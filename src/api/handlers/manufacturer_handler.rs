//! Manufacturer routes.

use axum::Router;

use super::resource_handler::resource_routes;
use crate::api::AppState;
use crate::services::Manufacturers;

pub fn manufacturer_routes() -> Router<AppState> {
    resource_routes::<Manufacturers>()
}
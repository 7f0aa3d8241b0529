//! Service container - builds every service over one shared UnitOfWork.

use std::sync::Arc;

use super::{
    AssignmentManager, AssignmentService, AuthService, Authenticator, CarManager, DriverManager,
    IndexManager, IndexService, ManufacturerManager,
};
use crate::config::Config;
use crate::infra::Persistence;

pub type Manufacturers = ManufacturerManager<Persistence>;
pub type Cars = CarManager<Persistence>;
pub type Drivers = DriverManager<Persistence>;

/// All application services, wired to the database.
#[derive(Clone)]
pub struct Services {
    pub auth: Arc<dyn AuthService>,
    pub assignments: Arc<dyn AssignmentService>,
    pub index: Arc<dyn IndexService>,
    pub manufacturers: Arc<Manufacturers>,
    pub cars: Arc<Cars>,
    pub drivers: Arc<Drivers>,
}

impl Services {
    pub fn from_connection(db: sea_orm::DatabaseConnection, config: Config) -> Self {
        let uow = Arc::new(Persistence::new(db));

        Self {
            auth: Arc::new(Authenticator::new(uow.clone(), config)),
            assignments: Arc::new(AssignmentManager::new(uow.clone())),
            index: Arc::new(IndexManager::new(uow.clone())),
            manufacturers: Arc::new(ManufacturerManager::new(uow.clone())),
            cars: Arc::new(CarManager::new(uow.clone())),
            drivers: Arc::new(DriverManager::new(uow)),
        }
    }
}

++++++++++

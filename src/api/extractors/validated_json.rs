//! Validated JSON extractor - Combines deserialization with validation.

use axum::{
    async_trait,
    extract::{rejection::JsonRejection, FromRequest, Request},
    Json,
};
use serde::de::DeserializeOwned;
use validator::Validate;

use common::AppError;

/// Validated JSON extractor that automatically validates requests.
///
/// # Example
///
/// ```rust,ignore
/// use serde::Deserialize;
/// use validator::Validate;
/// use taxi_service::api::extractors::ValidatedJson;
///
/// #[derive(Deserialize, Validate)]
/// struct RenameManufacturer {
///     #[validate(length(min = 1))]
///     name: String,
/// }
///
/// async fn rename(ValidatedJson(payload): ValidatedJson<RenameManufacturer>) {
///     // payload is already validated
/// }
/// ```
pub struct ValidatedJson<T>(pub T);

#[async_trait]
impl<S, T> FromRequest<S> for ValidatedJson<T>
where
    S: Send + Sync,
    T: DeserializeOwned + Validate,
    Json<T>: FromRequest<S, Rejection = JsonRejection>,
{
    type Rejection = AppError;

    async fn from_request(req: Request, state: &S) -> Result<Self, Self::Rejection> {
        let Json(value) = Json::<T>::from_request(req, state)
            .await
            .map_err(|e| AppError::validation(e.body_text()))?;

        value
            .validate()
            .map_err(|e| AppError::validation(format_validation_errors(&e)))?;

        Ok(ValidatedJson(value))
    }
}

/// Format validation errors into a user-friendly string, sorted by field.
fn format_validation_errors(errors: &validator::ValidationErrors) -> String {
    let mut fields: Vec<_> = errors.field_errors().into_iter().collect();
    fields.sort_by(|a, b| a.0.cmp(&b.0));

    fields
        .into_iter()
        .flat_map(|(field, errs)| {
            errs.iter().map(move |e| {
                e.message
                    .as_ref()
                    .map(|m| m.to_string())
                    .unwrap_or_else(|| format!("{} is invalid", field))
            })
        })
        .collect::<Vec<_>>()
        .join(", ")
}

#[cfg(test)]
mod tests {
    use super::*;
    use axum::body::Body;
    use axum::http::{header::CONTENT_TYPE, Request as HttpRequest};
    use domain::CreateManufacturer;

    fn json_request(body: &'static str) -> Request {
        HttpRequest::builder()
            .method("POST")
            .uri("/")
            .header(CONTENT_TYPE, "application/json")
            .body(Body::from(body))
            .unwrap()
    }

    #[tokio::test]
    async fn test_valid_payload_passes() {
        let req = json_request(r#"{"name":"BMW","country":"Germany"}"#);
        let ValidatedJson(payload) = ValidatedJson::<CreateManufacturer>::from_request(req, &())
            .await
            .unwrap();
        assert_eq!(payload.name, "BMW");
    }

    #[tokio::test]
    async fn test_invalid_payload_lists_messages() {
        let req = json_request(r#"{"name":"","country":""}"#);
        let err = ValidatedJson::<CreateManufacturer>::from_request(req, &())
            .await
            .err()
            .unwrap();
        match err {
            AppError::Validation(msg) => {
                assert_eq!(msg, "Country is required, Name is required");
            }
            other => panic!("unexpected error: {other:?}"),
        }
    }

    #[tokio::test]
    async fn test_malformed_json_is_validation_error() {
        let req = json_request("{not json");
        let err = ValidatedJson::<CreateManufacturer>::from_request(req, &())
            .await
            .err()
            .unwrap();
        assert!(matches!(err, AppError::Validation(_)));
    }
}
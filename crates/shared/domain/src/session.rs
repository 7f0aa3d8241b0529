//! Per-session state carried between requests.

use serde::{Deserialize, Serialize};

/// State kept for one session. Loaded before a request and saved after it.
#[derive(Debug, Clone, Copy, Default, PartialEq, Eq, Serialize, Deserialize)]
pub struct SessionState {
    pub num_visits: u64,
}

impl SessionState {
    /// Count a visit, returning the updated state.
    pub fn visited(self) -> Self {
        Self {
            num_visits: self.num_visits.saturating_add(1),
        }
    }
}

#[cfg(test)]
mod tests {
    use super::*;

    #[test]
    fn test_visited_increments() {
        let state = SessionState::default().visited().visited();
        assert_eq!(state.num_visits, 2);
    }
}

++++++++++

= TASK DESCRIPTION =
All lines in the records with the string "extractors" should be copied out.

= ANSWER =
filename src/api/extractors/validated_json.rs
/// use taxi_service::api::extractors::ValidatedJson;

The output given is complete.